En 1963 Betty Friedan publicaba La mística de la feminidad, un estudio basado en docenas de entrevistas que analizaba «el mal que no tenía nombre» que aquejaba a las esposas estadounidenses de clase media: mujeres aún jóvenes, sanas y adineradas, con casita, jardín, utilitario y todos los electrodomésticos ideados para mantenerlas felices en sus hogares. El porqué estaban nerviosas, irritables y tremendamente cansadas era una incógnita para una sociedad patriarcal ensimismada en sus prósperos negocios y en mantener como fuera el orden de las cosas.
Friedan desvela las razones de una manera tan sencilla y clara que resulta inapelable.
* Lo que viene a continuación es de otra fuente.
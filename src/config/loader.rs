//! Configuration loading

use std::fs;
use std::path::{Path, PathBuf};

use crate::error::{AutorunError, AutorunResult};

use super::types::{ClearMode, Config};

/// Settings file looked up in the working directory
pub const LOCAL_CONFIG: &str = ".autorun.toml";

/// Non-fatal configuration warning surfaced to CLI users.
#[derive(Debug, Clone, PartialEq, Eq)]
pub struct ConfigWarning {
    pub key: String,
    pub file: PathBuf,
}

/// Load configuration and collect non-fatal warnings (e.g. unknown keys).
pub fn load_with_warnings(path: &Path) -> AutorunResult<(Config, Vec<ConfigWarning>)> {
    let content = fs::read_to_string(path)?;

    let mut unknown_paths: Vec<String> = Vec::new();
    let deserializer = toml::de::Deserializer::new(&content);

    let config: Config = serde_ignored::deserialize(deserializer, |p| {
        unknown_paths.push(p.to_string());
    })
    .map_err(|e| AutorunError::InvalidConfig {
        file: path.to_path_buf(),
        message: e.to_string(),
    })?;

    let warnings = unknown_paths
        .into_iter()
        .map(|key| ConfigWarning {
            key,
            file: path.to_path_buf(),
        })
        .collect();

    Ok((config, warnings))
}

/// A loaded configuration and where it came from
#[derive(Debug, Clone, Default)]
pub struct LoadedConfig {
    pub config: Config,
    pub warnings: Vec<ConfigWarning>,
    /// `None` when built-in defaults were used
    pub source: Option<PathBuf>,
}

/// Find and load settings.
///
/// Lookup order: `explicit` (must exist), `<cwd>/.autorun.toml`,
/// `<config_dir>/autorun/config.toml`, then built-in defaults.
pub fn resolve(explicit: Option<&Path>, cwd: &Path) -> AutorunResult<LoadedConfig> {
    resolve_with(explicit, cwd, dirs::config_dir())
}

pub(crate) fn resolve_with(
    explicit: Option<&Path>,
    cwd: &Path,
    user_config_dir: Option<PathBuf>,
) -> AutorunResult<LoadedConfig> {
    if let Some(path) = explicit {
        if !path.exists() {
            return Err(AutorunError::ConfigNotFound {
                path: path.to_path_buf(),
            });
        }
        return load_from(path);
    }

    let local = cwd.join(LOCAL_CONFIG);
    if local.exists() {
        return load_from(&local);
    }

    if let Some(dir) = user_config_dir {
        let user = dir.join("autorun/config.toml");
        if user.exists() {
            return load_from(&user);
        }
    }

    Ok(LoadedConfig::default())
}

fn load_from(path: &Path) -> AutorunResult<LoadedConfig> {
    let (config, warnings) = load_with_warnings(path)?;
    Ok(LoadedConfig {
        config,
        warnings,
        source: Some(path.to_path_buf()),
    })
}

/// Apply environment variable overrides (AUTORUN_* prefix)
pub fn with_env_overrides(config: Config) -> Config {
    with_env_overrides_from(config, |key| std::env::var(key).ok())
}

pub(crate) fn with_env_overrides_from(
    mut config: Config,
    get_env: impl Fn(&str) -> Option<String>,
) -> Config {
    // AUTORUN_SHELL
    if let Some(shell) = get_env("AUTORUN_SHELL").filter(|s| !s.trim().is_empty()) {
        config.shell = PathBuf::from(shell);
    }

    // AUTORUN_CLEAR (auto|always|never)
    if let Some(mode) = get_env("AUTORUN_CLEAR").as_deref().and_then(ClearMode::parse) {
        config.display.clear = mode;
    }

    // AUTORUN_LOG
    if let Some(level) = get_env("AUTORUN_LOG").filter(|s| !s.trim().is_empty()) {
        config.logging.level = level;
    }

    config
}
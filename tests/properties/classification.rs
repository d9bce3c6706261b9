//! Property tests for event classification.

use proptest::prelude::*;

use autorun::watcher::{EventKind, EventMask};

proptest! {
    #![proptest_config(ProptestConfig {
        cases: 128,
        .. ProptestConfig::default()
    })]

    /// PROPERTY: Classification never panics and always yields a label.
    #[test]
    fn property_classify_never_panics(bits in any::<u32>()) {
        let kind = EventKind::classify(EventMask::from_bits_retain(bits));
        prop_assert!(!kind.label().is_empty());
    }

    /// PROPERTY: The first table entry whose bits intersect the mask wins.
    #[test]
    fn property_first_match_wins(bits in any::<u32>()) {
        let mask = EventMask::from_bits_retain(bits);
        let expected = EventKind::priority()
            .find(|(flag, _)| mask.intersects(*flag))
            .map(|(_, kind)| kind)
            .unwrap_or(EventKind::Unknown);

        prop_assert_eq!(EventKind::classify(mask), expected);
    }

    /// PROPERTY: Adding a lower-priority bit never changes the outcome.
    #[test]
    fn property_lower_priority_bits_do_not_matter(first in 0usize..18, later in 0usize..18) {
        let table: Vec<_> = EventKind::priority().collect();
        prop_assume!(first < later);
        let (high, kind) = table[first];
        let (low, _) = table[later];

        prop_assert_eq!(EventKind::classify(high | low), kind);
    }
}

#[test]
fn modify_outranks_open() {
    assert_eq!(
        EventKind::classify(EventMask::OPEN | EventMask::MODIFY),
        EventKind::Modify
    );
}

#[test]
fn directory_create_is_create() {
    assert_eq!(
        EventKind::classify(EventMask::CREATE | EventMask::ISDIR),
        EventKind::Create
    );
}
//! Change notification engine
//!
//! - `registry`: watch handle to path mapping over the notification source
//! - `tree`: initial recursive registration
//! - `mux`: epoll readiness loop
//! - `processor`: registry maintenance and command dispatch
//! - `run`: the `watch` entry point tying them together

mod event;
mod mux;
mod processor;
mod registry;
mod run;
mod source;
#[cfg(test)]
mod testing;
mod tree;

pub use event::{EventKind, EventMask, RawEvent};
pub use mux::{Multiplexer, Ready};
pub use processor::EventProcessor;
pub use registry::WatchRegistry;
pub use run::{register_targets, watch, WatchOptions};
pub use source::{Inotify, NotifySource};
pub use tree::{watch_files, watch_tree, watch_trees, WalkReport};
//! autorun CLI
//!
//! Usage: autorun [-f FILE]... [-d DIR]... [--config PATH] [--debug] [--no-clear] -- <CMD>...

mod cli;
mod commands;
mod ui;

use std::process::ExitCode;

use clap::Parser;

use cli::Cli;

fn main() -> ExitCode {
    let cli = Cli::parse();

    match commands::watch::cmd_watch(cli) {
        Ok(()) => ExitCode::SUCCESS,
        Err(err) => {
            ui::error::print_error(&err);
            ExitCode::from(ui::error::exit_code(&err))
        }
    }
}
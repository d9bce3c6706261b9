//! Diagnostic logging to stderr.
//!
//! The default level is `warn`, so normal operation prints nothing besides
//! the command's own output. `RUST_LOG` takes precedence over the level
//! passed in:
//! ```bash
//! RUST_LOG=autorun=debug autorun -- make
//! ```

use std::sync::Once;
use tracing_subscriber::fmt::time::FormatTime;
use tracing_subscriber::layer::SubscriberExt;
use tracing_subscriber::util::SubscriberInitExt;
use tracing_subscriber::{EnvFilter, Layer};

static INIT: Once = Once::new();

/// Compact time format: HH:MM:SS.mmm
struct CompactTime;

impl FormatTime for CompactTime {
    fn format_time(&self, w: &mut tracing_subscriber::fmt::format::Writer<'_>) -> std::fmt::Result {
        write!(w, "{}", chrono::Local::now().format("%H:%M:%S%.3f"))
    }
}

/// Build the filter for `level`, unless `RUST_LOG` is set.
///
/// An unparsable directive falls back to `warn`.
pub fn filter_for(level: &str) -> EnvFilter {
    if std::env::var("RUST_LOG").is_ok() {
        return EnvFilter::from_default_env();
    }
    EnvFilter::try_new(level).unwrap_or_else(|_| EnvFilter::new("warn"))
}

/// Install the stderr subscriber. Only the first call takes effect.
pub fn init(level: &str) {
    INIT.call_once(|| {
        let fmt_layer = tracing_subscriber::fmt::layer()
            .with_writer(std::io::stderr)
            .with_target(false)
            .with_timer(CompactTime)
            .with_level(true)
            .with_filter(filter_for(level));

        tracing_subscriber::registry().with(fmt_layer).init();
    });
}
//! Initial registration of watch targets

use std::path::{Path, PathBuf};

use tracing::{debug, error};
use walkdir::WalkDir;

use crate::error::AutorunResult;

use super::registry::WatchRegistry;
use super::source::NotifySource;

/// Outcome of a successful tree registration
#[derive(Debug, Default)]
pub struct WalkReport {
    /// Entries that received a watch
    pub registered: usize,
    /// Traversal errors unrelated to watch registration
    pub errors: Vec<walkdir::Error>,
}

/// Watch every entry under each root, without following symlinks.
///
/// Symlinks below a root get no watch of their own: inotify would follow
/// them to their target. Their creation and removal still show up on the
/// parent directory's watch. A root given as a symlink is followed.
///
/// The first `add_watch` failure aborts the walk and is returned; the rest of
/// the tree stays unwatched. Entries that cannot be read are collected and
/// logged once after the walk.
pub fn watch_trees<S, P>(
    registry: &mut WatchRegistry<S>,
    roots: &[P],
) -> AutorunResult<WalkReport>
where
    S: NotifySource,
    P: AsRef<Path>,
{
    let mut report = WalkReport::default();

    for root in roots {
        for entry in WalkDir::new(root.as_ref()).follow_links(false) {
            match entry {
                Ok(entry) if entry.depth() > 0 && entry.path_is_symlink() => {
                    debug!(path = %entry.path().display(), "skipping symlink");
                }
                Ok(entry) => {
                    debug!(path = %entry.path().display(), "watch");
                    registry.add_watch(entry.path())?;
                    report.registered += 1;
                }
                Err(err) => report.errors.push(err),
            }
        }
    }

    if let Some(first) = report.errors.first() {
        error!(count = report.errors.len(), "walk: {first}");
    }

    Ok(report)
}

/// Watch `root` and everything below it.
pub fn watch_tree<S: NotifySource>(
    registry: &mut WatchRegistry<S>,
    root: &Path,
) -> AutorunResult<WalkReport> {
    watch_trees(registry, &[root])
}

/// Watch each file individually; stops at the first failure.
pub fn watch_files<S: NotifySource>(
    registry: &mut WatchRegistry<S>,
    files: &[PathBuf],
) -> AutorunResult<()> {
    for file in files {
        debug!(path = %file.display(), "watch");
        registry.add_watch(file)?;
    }
    Ok(())
}

#[cfg(test)]
mod tests {
    use super::*;
    use crate::error::AutorunError;
    use crate::watcher::testing::FakeSource;
    use nix::errno::Errno;
    use std::fs;
    use tempfile::tempdir;

    fn fixture() -> tempfile::TempDir {
        let dir = tempdir().unwrap();
        fs::create_dir_all(dir.path().join("src/nested/deep")).unwrap();
        fs::create_dir_all(dir.path().join("docs")).unwrap();
        fs::write(dir.path().join("src/lib.rs"), "").unwrap();
        fs::write(dir.path().join("docs/index.md"), "").unwrap();
        dir
    }

    #[test]
    fn every_directory_under_root_is_watched() {
        let dir = fixture();
        let mut registry = WatchRegistry::with_source(FakeSource::new());

        let report = watch_trees(&mut registry, &[dir.path()]).unwrap();

        assert!(registry.is_watched(dir.path()));
        for sub in ["src", "src/nested", "src/nested/deep", "docs"] {
            let path = dir.path().join(sub);
            assert!(registry.is_watched(&path), "{} not watched", path.display());
        }
        assert!(registry.is_watched(&dir.path().join("src/lib.rs")));
        assert_eq!(report.registered, 7);
        assert!(report.errors.is_empty());
    }

    #[test]
    fn each_path_has_exactly_one_handle() {
        let dir = fixture();
        let mut registry = WatchRegistry::with_source(FakeSource::new());

        watch_trees(&mut registry, &[dir.path()]).unwrap();

        for path in registry.paths().map(Path::to_path_buf).collect::<Vec<_>>() {
            assert_eq!(registry.handles_for(&path).len(), 1, "{}", path.display());
        }
    }

    #[test]
    fn multiple_roots_are_all_walked() {
        let first = fixture();
        let second = fixture();
        let mut registry = WatchRegistry::with_source(FakeSource::new());

        watch_trees(&mut registry, &[first.path(), second.path()]).unwrap();

        assert!(registry.is_watched(&first.path().join("src/nested/deep")));
        assert!(registry.is_watched(&second.path().join("docs")));
    }

    #[test]
    fn first_add_watch_failure_aborts_walk() {
        let dir = fixture();
        let source = FakeSource::new();
        let control = source.clone();
        let blocked = dir.path().join("src");
        source.reject(&blocked, Errno::ENOSPC);
        let mut registry = WatchRegistry::with_source(source);

        let err = watch_trees(&mut registry, &[dir.path()]).unwrap_err();

        match err {
            AutorunError::AddWatch { path, source } => {
                assert_eq!(path, blocked);
                assert_eq!(source, Errno::ENOSPC);
            }
            other => panic!("unexpected error: {other}"),
        }
        // nothing is attempted after the failing entry
        assert_eq!(control.added().last(), Some(&blocked));
        assert!(!registry.is_watched(&dir.path().join("src/nested")));
    }

    #[test]
    fn symlinks_below_root_are_not_registered() {
        let dir = fixture();
        let outside = tempdir().unwrap();
        fs::create_dir(outside.path().join("elsewhere")).unwrap();
        std::os::unix::fs::symlink(outside.path(), dir.path().join("link")).unwrap();
        std::os::unix::fs::symlink("nowhere", dir.path().join("src/dangling")).unwrap();
        let source = FakeSource::new();
        let control = source.clone();
        let mut registry = WatchRegistry::with_source(source);

        let report = watch_trees(&mut registry, &[dir.path()]).unwrap();

        assert_eq!(report.registered, 7);
        let added = control.added();
        assert!(!added.contains(&dir.path().join("link")));
        assert!(!added.contains(&dir.path().join("link/elsewhere")));
        assert!(!added.contains(&dir.path().join("src/dangling")));
    }

    #[test]
    fn symlinked_root_is_followed() {
        let dir = fixture();
        let parent = tempdir().unwrap();
        let root = parent.path().join("root");
        std::os::unix::fs::symlink(dir.path(), &root).unwrap();
        let mut registry = WatchRegistry::with_source(FakeSource::new());

        watch_trees(&mut registry, &[&root]).unwrap();

        assert!(registry.is_watched(&root));
        assert!(registry.is_watched(&root.join("src/nested/deep")));
    }

    #[test]
    fn missing_root_is_a_walk_error_not_an_abort() {
        let dir = tempdir().unwrap();
        let mut registry = WatchRegistry::with_source(FakeSource::new());

        let report = watch_tree(&mut registry, &dir.path().join("gone")).unwrap();

        assert_eq!(report.registered, 0);
        assert_eq!(report.errors.len(), 1);
        assert!(registry.is_empty());
    }

    #[test]
    fn watch_files_registers_each_file() {
        let dir = fixture();
        let files = vec![
            dir.path().join("src/lib.rs"),
            dir.path().join("docs/index.md"),
        ];
        let mut registry = WatchRegistry::with_source(FakeSource::new());

        watch_files(&mut registry, &files).unwrap();

        assert_eq!(registry.len(), 2);
        assert!(!registry.is_watched(&dir.path().join("src")));
    }

    #[test]
    fn watch_files_stops_at_first_failure() {
        let source = FakeSource::new();
        source.reject("b.txt", Errno::EACCES);
        let mut registry = WatchRegistry::with_source(source);
        let files: Vec<PathBuf> = ["a.txt", "b.txt", "c.txt"].iter().map(PathBuf::from).collect();

        let err = watch_files(&mut registry, &files).unwrap_err();

        assert_eq!(err.exit_code(), libc::EACCES);
        assert!(registry.is_watched(Path::new("a.txt")));
        assert!(!registry.is_watched(Path::new("c.txt")));
    }
}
Pero cinco años antes, en 1958, Penelope Mortimer ya lo había definido en su novela Papá se ha ido de caza; lo que mortifica y deprime a Angela, personaje central, es «un laberinto de secretismo y engaño y esperanza socavado bajo los días invariables».
Mortimer, escritora inglesa, madre de familia numerosa ella misma, reconoce en su obra todos los síntomas que perturban a las mujeres encerradas en su arquetipo de esposas, madres amantísimas y cuidadoras de los lares familiares. Y conoce también las trampas seculares inscritas en las rimas infantiles que conforman nuestro imaginario cultural desde la más tierna infancia. Por eso su novela más famosa, El devorador de calabazas (1962), también publicada por Editorial Impedimenta, lleva el título de una de esas rimas: un marido que, no sabiendo qué hacer con su esposa, la coloca en la cáscara de una de las calabazas que devora y, allí entronizada, «la mantiene perfectamente».
Por la misma razón, la novela que reseñamos se titula como otra rima infantil, en la que Papá se ha ido de caza para traer una piel de conejo que arrope a su bebé. Y esta es, exactamente, la situación en que está inmersa Angela: un marido que vive, libre, en Londres durante toda la semana, y que vuelve o no el sábado para hacer vida de hombre suburbano con los otros maridos de la vecindad: vermuts, barbacoas, golf y balón. Educados para ser «cazadores», creen que su función familiar se limita a proveer la comida y pagar la mejor educación a su descendencia.
Los hijos, ya crecidos, están internos en un buen colegio (como dicta el status social británico) o en la universidad, y sólo vuelven por vacaciones o cuando, como en el caso de la hija de Angela y Rex, se encuentran con un embarazo inesperado que hay que resolver, removiendo amistades y, por una vez, conciencias, individuales y sociales. El síndrome del nido vacío se une a los males de las esposas, quienes «como pequeños icebergs, mantienen su cara despierta y rutilante; sumergida a muchas brazas de ociosa profundidad, retienen su propia personalidad», «unas pocas tienen talento, que les es tan inservible como una extremidad paralizada».